§ Goal of the exercise:
Starting at the top of the data and ending with the line that holds "then again every", transcribe each line exactly; include both ends.
Given records Start Marker
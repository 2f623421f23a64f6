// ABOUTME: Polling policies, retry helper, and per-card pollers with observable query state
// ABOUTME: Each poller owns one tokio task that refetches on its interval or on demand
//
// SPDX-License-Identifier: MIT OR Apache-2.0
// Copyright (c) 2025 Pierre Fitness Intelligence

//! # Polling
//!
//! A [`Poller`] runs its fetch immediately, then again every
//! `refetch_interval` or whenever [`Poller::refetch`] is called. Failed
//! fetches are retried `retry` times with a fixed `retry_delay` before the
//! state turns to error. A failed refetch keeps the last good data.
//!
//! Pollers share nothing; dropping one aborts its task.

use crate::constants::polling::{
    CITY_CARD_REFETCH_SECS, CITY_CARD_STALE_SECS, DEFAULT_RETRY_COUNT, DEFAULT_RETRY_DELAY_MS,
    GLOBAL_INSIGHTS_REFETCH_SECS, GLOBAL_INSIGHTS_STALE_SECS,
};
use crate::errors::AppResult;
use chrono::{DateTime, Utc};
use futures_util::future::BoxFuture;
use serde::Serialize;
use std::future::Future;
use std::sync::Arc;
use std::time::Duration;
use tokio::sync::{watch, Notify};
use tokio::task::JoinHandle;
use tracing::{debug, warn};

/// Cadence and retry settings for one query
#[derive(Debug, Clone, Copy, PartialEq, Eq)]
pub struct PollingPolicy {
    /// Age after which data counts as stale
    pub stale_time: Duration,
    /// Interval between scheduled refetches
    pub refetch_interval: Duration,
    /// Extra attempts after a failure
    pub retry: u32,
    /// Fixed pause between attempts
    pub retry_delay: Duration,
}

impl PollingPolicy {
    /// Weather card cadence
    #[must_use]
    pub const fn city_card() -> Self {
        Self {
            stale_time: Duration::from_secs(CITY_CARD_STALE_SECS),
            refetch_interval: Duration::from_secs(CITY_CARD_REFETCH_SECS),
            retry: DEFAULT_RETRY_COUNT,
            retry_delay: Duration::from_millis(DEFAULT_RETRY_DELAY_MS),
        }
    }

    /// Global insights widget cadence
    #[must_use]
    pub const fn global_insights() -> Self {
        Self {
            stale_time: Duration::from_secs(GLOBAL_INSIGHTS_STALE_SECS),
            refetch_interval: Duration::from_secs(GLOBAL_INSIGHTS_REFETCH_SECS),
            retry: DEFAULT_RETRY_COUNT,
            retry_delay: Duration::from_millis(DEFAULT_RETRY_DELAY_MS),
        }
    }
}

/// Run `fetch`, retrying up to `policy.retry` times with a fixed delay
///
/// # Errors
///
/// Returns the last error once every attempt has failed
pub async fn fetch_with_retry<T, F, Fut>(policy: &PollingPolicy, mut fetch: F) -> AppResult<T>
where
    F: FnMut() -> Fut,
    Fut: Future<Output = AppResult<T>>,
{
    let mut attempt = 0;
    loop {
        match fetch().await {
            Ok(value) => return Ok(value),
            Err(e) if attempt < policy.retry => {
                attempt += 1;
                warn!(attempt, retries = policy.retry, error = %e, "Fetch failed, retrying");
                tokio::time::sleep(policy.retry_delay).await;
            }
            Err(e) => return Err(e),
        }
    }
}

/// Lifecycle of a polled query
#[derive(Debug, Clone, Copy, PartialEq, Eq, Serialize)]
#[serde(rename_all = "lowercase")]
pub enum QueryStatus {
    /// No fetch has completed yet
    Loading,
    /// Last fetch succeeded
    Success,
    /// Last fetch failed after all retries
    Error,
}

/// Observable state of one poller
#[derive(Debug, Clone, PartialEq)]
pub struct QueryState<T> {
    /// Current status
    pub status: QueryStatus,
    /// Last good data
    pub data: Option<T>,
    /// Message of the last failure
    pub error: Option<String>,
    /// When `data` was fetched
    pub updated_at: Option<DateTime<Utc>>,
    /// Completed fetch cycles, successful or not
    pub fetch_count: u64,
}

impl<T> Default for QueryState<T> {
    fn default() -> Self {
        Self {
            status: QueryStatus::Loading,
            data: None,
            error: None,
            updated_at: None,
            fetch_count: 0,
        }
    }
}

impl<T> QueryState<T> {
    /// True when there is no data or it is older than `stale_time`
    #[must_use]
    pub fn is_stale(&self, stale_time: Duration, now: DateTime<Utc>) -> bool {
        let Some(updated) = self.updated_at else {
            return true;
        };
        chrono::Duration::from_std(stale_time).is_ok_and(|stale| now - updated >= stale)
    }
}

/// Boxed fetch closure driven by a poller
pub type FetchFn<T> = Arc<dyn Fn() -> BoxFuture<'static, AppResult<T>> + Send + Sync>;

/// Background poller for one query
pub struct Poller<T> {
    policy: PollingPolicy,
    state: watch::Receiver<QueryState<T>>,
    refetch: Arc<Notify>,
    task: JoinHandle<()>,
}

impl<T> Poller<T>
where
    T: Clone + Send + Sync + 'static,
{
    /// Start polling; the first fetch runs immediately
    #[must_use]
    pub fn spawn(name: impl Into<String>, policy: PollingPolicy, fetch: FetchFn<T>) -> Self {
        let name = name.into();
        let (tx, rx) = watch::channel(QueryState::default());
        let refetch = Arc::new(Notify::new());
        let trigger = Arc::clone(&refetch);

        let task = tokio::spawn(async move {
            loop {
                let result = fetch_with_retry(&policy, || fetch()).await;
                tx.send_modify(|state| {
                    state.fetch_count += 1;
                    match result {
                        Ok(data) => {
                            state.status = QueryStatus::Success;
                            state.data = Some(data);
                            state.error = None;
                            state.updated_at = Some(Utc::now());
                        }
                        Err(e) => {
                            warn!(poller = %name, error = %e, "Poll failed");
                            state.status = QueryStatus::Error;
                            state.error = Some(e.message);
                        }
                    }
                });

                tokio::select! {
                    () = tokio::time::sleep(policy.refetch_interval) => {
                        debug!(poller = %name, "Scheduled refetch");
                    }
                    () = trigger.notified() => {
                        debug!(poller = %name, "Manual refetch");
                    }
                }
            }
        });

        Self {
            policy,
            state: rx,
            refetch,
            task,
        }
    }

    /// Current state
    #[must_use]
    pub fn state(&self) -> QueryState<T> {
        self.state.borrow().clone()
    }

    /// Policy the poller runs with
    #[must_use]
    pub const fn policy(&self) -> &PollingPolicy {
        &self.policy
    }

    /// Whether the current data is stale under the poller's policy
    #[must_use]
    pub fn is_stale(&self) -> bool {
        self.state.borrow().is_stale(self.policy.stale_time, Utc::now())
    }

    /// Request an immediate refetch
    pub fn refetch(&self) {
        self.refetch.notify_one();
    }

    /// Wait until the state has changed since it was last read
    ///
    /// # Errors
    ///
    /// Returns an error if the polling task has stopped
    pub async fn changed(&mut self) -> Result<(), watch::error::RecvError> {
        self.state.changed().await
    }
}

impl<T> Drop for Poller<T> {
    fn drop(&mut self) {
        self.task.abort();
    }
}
Given records End Marker
§ Result for this task:
repository 2f623421f23a64f6
// ABOUTME: Polling policies, retry helper, and per-card pollers with observable query state
// ABOUTME: Each poller owns one tokio task that refetches on its interval or on demand
//
// SPDX-License-Identifier: MIT OR Apache-2.0
// Copyright (c) 2025 Pierre Fitness Intelligence

//! # Polling
//!
//! A [`Poller`] runs its fetch immediately, then again every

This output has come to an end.